| WHAT THIS TASK INVOLVES |
Look for the word "content" in the entries below, then copy every line that has it.

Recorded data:

- Opening Delimiter -

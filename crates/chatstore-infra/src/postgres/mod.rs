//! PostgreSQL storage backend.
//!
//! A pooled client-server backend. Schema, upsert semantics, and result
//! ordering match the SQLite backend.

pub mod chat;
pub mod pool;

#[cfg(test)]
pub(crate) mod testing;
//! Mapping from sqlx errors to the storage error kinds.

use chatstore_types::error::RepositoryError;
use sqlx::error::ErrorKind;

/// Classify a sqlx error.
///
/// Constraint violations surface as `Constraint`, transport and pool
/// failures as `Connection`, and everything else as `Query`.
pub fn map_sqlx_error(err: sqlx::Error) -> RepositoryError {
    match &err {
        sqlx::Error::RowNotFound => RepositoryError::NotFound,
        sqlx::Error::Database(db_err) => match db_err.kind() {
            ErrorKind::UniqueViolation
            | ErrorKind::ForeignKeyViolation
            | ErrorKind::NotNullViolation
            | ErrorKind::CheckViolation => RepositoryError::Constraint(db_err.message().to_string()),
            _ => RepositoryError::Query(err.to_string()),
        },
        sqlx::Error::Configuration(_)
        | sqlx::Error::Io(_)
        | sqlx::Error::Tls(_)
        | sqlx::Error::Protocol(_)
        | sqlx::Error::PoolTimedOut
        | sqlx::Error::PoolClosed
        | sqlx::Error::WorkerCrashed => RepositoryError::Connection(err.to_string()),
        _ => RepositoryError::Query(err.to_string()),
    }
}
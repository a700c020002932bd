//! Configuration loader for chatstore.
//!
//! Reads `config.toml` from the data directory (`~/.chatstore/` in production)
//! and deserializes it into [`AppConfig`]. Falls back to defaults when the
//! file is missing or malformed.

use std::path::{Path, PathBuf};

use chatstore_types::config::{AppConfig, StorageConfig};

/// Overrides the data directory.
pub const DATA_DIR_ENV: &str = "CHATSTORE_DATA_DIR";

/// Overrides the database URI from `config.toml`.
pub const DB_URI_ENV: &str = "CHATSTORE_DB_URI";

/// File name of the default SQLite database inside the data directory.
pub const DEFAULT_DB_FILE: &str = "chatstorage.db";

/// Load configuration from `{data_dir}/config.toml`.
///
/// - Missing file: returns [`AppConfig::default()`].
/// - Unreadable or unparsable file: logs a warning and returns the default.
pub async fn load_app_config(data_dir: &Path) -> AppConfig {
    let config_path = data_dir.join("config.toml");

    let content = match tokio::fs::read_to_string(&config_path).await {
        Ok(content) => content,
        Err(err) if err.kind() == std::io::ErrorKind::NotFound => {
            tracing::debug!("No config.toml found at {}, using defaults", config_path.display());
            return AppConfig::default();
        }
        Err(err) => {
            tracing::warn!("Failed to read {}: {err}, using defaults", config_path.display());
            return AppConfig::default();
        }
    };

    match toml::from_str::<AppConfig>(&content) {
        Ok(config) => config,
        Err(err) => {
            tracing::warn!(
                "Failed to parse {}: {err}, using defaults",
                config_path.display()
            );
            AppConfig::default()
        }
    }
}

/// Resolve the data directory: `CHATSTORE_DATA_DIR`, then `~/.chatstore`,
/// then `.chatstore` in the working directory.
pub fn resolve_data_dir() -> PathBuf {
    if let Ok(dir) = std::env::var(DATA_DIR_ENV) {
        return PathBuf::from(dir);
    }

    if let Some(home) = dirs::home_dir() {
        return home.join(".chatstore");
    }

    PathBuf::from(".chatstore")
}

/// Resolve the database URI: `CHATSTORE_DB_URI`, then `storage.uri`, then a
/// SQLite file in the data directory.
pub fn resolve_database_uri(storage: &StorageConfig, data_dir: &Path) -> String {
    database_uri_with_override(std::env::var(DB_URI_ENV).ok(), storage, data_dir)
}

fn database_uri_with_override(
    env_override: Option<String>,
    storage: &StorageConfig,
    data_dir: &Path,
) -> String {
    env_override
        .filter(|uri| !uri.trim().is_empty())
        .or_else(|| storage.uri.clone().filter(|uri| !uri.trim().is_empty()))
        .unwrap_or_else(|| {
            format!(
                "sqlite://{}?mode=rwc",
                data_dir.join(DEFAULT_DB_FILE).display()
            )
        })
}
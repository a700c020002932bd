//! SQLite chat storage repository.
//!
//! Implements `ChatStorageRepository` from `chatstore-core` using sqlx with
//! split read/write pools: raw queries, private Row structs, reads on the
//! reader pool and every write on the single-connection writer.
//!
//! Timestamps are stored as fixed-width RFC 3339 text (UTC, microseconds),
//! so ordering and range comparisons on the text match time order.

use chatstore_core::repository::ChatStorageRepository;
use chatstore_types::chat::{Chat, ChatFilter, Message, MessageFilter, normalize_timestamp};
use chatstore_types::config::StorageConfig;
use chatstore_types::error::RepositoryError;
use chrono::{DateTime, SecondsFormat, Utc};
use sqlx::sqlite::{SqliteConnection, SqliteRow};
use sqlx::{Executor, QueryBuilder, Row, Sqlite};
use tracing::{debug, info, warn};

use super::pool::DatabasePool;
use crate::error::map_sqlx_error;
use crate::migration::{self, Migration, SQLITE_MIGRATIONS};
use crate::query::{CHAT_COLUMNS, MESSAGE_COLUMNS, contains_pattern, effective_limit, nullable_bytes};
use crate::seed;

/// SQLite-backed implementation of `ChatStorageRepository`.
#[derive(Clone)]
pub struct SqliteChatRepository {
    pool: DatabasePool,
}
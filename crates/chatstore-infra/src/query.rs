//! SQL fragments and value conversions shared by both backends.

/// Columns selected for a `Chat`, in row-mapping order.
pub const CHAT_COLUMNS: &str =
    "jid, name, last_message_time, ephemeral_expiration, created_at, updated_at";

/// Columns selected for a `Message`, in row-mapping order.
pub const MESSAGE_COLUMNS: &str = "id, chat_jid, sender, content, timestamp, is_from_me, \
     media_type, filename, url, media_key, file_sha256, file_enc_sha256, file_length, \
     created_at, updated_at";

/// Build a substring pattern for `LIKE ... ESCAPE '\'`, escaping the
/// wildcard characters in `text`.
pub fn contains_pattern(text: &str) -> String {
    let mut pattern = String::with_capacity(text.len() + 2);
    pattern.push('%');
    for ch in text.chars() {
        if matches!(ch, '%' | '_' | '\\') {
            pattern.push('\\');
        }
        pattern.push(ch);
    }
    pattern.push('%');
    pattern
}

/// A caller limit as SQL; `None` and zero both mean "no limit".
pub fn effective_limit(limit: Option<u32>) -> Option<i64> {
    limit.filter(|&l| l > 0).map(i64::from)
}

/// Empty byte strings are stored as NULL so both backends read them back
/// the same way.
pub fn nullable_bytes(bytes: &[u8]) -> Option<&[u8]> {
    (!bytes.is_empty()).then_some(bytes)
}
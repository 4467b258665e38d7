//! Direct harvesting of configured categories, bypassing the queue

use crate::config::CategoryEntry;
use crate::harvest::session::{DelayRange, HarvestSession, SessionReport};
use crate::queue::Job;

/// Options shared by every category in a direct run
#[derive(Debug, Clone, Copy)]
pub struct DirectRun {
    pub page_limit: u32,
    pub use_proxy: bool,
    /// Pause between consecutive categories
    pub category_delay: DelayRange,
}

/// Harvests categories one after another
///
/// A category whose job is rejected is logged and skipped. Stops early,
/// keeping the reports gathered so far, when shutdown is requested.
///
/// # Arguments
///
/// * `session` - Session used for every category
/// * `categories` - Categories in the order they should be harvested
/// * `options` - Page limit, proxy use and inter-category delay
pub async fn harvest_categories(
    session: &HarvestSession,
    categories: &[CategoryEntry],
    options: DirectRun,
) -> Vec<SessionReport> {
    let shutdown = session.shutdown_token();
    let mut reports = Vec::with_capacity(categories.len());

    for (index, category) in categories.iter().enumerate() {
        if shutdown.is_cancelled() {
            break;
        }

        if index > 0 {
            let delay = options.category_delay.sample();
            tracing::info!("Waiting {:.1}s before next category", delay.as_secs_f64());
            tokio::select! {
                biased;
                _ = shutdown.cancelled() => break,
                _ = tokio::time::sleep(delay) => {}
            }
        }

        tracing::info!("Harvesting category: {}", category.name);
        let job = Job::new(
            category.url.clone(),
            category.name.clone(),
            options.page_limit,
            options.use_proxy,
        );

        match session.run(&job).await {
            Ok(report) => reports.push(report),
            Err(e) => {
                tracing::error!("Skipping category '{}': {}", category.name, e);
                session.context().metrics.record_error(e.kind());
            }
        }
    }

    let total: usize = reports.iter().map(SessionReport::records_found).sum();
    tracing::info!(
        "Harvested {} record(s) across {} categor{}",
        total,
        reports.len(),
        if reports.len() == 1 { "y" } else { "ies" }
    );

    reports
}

- Closing Delimiter -

| EXPECTED ANSWER |
    let content = match tokio::fs::read_to_string(&config_path).await {
        Ok(content) => content,
    match toml::from_str::<AppConfig>(&content) {
pub const MESSAGE_COLUMNS: &str = "id, chat_jid, sender, content, timestamp, is_from_me, \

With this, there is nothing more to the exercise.